## WHAT NEEDS TO BE DONE
Only one stretch of the listing below is wanted. Begin at the line that has "return json_error(status, message);", stop after the line that has "#[derive(Parser)]", and repeat every line in between exactly.

## EXERCISE DATA
↓↓↓
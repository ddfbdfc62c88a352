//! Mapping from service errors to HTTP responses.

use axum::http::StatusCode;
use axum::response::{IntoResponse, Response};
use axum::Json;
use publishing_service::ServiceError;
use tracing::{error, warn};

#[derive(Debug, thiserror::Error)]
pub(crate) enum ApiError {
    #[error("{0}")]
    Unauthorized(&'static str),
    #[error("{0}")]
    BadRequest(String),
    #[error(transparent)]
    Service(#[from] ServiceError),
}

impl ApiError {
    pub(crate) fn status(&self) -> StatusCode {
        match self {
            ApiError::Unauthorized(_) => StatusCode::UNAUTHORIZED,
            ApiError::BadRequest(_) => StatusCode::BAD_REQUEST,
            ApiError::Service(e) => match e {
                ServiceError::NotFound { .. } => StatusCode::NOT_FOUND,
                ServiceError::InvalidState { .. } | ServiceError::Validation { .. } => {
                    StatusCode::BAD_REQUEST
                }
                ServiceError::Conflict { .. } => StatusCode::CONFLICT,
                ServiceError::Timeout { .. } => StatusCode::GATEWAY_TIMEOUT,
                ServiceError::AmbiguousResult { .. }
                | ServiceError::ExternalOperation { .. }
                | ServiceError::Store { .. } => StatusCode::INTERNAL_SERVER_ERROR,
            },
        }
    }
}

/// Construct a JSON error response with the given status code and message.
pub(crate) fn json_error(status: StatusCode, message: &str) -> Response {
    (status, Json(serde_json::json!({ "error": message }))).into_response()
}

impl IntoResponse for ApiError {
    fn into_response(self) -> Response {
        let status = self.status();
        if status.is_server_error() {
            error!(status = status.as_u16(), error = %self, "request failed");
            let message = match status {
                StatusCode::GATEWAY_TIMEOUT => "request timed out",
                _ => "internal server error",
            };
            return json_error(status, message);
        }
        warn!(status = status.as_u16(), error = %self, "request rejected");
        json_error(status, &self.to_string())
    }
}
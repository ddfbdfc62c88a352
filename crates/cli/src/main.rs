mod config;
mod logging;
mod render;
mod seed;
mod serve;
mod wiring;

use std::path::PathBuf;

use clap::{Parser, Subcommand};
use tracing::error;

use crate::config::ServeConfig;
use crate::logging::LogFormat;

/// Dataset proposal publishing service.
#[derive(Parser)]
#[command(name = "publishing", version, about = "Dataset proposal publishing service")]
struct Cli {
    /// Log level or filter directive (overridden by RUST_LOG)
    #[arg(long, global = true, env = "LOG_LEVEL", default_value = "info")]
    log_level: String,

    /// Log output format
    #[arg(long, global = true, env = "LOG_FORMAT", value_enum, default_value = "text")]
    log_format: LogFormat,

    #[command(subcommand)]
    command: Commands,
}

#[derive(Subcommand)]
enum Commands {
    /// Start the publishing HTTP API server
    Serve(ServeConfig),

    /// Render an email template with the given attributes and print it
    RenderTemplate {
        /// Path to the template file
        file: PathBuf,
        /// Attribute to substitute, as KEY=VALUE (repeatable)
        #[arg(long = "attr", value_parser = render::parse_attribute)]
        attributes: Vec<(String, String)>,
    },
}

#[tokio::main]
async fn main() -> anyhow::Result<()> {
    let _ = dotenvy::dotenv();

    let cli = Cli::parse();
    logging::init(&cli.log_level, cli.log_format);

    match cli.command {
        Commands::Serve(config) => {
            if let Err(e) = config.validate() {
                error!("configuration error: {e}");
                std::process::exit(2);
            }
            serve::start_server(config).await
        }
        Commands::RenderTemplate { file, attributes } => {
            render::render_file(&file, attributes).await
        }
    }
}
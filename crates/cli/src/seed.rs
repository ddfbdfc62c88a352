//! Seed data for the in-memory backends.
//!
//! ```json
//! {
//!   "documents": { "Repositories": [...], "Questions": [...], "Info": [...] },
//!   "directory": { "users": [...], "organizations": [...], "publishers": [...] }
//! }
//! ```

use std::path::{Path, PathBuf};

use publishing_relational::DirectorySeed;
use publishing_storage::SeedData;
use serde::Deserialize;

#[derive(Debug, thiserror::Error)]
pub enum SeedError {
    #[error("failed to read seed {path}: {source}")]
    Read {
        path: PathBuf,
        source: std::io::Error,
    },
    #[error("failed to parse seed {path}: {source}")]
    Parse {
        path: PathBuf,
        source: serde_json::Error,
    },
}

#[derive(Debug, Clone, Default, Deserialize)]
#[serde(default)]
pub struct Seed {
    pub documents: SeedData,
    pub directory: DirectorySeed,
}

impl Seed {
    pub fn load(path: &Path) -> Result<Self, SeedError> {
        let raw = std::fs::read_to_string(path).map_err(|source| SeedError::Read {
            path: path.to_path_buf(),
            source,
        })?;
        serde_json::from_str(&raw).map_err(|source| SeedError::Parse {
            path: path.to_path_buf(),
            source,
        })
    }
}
↑↑↑
↓↓↓
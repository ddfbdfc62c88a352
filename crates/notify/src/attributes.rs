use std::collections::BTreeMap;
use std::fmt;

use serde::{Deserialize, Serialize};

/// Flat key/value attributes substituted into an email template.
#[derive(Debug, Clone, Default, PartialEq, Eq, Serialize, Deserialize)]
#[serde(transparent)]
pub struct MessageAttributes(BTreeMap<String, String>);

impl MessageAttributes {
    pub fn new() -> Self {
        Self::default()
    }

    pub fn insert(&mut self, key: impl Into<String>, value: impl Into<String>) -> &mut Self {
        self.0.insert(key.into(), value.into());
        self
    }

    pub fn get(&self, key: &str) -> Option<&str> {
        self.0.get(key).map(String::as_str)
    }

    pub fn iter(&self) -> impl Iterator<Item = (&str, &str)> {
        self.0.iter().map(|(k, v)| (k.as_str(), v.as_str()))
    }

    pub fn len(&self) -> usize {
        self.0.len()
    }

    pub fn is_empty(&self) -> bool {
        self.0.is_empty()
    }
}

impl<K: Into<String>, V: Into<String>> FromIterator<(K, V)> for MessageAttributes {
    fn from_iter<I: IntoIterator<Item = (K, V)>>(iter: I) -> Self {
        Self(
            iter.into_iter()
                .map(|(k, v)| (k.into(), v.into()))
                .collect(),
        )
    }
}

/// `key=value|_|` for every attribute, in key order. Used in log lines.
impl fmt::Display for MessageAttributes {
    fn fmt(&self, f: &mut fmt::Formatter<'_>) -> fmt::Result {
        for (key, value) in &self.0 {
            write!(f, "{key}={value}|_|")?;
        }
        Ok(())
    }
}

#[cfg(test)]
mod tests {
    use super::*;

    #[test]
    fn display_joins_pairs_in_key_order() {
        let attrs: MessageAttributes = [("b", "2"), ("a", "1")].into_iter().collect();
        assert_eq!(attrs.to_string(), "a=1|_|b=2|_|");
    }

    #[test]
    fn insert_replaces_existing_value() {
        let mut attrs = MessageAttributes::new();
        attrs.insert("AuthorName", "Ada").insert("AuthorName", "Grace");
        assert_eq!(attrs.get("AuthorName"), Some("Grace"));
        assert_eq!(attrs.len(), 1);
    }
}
↑↑↑
## RESULT FOR THIS EXERCISE
            return json_error(status, message);
        }
        warn!(status = status.as_u16(), error = %self, "request rejected");
        json_error(status, &self.to_string())
    }
}
repository ddfbdfc62c88a352
filename crates/cli/src/main.rs
mod config;
mod logging;
mod render;
mod seed;
mod serve;
mod wiring;

use std::path::PathBuf;

use clap::{Parser, Subcommand};
use tracing::error;

use crate::config::ServeConfig;
use crate::logging::LogFormat;

/// Dataset proposal publishing service.
#[derive(Parser)]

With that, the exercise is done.